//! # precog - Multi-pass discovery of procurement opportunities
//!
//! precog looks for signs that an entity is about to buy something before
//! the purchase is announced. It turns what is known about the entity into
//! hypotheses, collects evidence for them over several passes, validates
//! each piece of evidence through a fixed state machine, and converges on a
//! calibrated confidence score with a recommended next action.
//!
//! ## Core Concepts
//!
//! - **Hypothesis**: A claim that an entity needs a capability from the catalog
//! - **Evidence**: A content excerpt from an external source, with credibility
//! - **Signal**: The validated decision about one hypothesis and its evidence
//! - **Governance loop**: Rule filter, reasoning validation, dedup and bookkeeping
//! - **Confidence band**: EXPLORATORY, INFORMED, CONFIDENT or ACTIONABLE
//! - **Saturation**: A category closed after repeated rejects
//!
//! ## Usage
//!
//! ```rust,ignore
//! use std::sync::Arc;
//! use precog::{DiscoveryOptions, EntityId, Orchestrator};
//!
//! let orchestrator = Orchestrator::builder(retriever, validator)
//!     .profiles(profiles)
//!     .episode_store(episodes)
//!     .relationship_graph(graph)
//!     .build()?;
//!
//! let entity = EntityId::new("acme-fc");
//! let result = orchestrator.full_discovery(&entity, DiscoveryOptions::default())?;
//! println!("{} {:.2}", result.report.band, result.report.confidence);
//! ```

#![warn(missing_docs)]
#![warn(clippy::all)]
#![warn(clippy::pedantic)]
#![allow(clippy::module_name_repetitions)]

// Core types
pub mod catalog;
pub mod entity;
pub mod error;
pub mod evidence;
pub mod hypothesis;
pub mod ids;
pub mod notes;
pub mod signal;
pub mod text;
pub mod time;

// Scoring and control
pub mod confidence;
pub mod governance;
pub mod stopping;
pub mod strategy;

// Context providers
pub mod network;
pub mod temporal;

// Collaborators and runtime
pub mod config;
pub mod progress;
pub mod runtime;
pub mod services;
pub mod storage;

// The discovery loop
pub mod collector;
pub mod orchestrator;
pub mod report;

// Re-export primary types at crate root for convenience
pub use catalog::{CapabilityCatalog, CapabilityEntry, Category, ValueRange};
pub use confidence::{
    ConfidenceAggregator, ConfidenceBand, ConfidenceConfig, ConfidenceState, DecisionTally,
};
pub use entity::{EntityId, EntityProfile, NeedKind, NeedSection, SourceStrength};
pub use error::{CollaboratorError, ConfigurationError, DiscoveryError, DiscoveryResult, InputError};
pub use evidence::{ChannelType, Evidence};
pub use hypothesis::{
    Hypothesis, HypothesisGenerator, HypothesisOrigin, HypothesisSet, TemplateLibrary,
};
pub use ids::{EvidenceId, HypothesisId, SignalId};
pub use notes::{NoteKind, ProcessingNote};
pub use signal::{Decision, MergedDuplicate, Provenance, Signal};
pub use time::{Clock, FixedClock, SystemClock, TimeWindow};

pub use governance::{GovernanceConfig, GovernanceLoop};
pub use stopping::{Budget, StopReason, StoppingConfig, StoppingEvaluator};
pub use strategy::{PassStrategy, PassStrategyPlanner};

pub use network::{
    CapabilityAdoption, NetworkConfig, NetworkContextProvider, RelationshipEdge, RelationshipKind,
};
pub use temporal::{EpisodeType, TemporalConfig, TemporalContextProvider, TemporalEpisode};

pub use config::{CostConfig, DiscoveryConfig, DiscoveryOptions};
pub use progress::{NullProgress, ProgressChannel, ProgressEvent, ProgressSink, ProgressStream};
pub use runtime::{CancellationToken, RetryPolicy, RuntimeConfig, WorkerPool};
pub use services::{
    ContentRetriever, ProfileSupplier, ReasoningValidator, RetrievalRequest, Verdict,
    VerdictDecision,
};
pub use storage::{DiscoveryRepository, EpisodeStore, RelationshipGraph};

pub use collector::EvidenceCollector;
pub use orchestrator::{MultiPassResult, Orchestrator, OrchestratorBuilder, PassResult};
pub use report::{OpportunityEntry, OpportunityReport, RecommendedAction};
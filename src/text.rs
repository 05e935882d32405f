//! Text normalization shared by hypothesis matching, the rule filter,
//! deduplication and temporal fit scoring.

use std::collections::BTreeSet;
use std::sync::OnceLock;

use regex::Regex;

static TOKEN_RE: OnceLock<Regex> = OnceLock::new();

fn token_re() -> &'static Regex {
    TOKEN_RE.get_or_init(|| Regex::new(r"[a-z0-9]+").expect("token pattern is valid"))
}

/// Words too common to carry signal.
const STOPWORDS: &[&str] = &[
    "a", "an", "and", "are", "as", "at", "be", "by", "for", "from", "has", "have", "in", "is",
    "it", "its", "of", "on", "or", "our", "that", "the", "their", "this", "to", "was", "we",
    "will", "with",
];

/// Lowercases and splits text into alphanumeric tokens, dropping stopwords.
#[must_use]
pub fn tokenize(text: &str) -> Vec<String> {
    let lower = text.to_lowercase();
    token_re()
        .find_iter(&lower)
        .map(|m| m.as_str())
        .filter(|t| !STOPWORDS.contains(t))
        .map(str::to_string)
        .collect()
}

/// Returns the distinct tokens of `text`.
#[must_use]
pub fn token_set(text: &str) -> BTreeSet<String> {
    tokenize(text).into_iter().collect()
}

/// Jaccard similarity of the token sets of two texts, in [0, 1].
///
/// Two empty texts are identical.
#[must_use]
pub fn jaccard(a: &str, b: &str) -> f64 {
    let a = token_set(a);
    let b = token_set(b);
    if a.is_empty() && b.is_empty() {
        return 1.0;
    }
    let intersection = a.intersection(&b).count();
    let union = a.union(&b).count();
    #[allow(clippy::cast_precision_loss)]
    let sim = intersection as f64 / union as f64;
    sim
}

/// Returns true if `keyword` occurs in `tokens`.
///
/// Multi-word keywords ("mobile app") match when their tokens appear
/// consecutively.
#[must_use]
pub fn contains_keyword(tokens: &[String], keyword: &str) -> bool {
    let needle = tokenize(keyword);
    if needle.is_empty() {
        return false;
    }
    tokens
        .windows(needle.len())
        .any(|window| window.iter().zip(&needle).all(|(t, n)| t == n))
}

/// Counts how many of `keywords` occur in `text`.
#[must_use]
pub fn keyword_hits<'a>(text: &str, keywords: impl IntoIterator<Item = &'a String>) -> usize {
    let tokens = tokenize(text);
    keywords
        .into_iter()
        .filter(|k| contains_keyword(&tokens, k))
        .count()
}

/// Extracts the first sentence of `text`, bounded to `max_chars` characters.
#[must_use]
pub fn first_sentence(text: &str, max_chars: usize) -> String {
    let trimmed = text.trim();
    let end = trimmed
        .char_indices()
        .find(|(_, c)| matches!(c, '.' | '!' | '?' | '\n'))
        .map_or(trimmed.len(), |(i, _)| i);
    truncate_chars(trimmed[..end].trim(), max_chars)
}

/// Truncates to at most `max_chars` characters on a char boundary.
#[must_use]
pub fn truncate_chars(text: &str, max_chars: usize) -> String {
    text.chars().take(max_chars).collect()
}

- - - -

• [Work order]:
Which lines above contain the word "their"? Copy each of them.

• [Response to the task]:
    "it", "its", "of", "on", "or", "our", "that", "the", "their", "this", "to", "was", "we",
/// Multi-word keywords ("mobile app") match when their tokens appear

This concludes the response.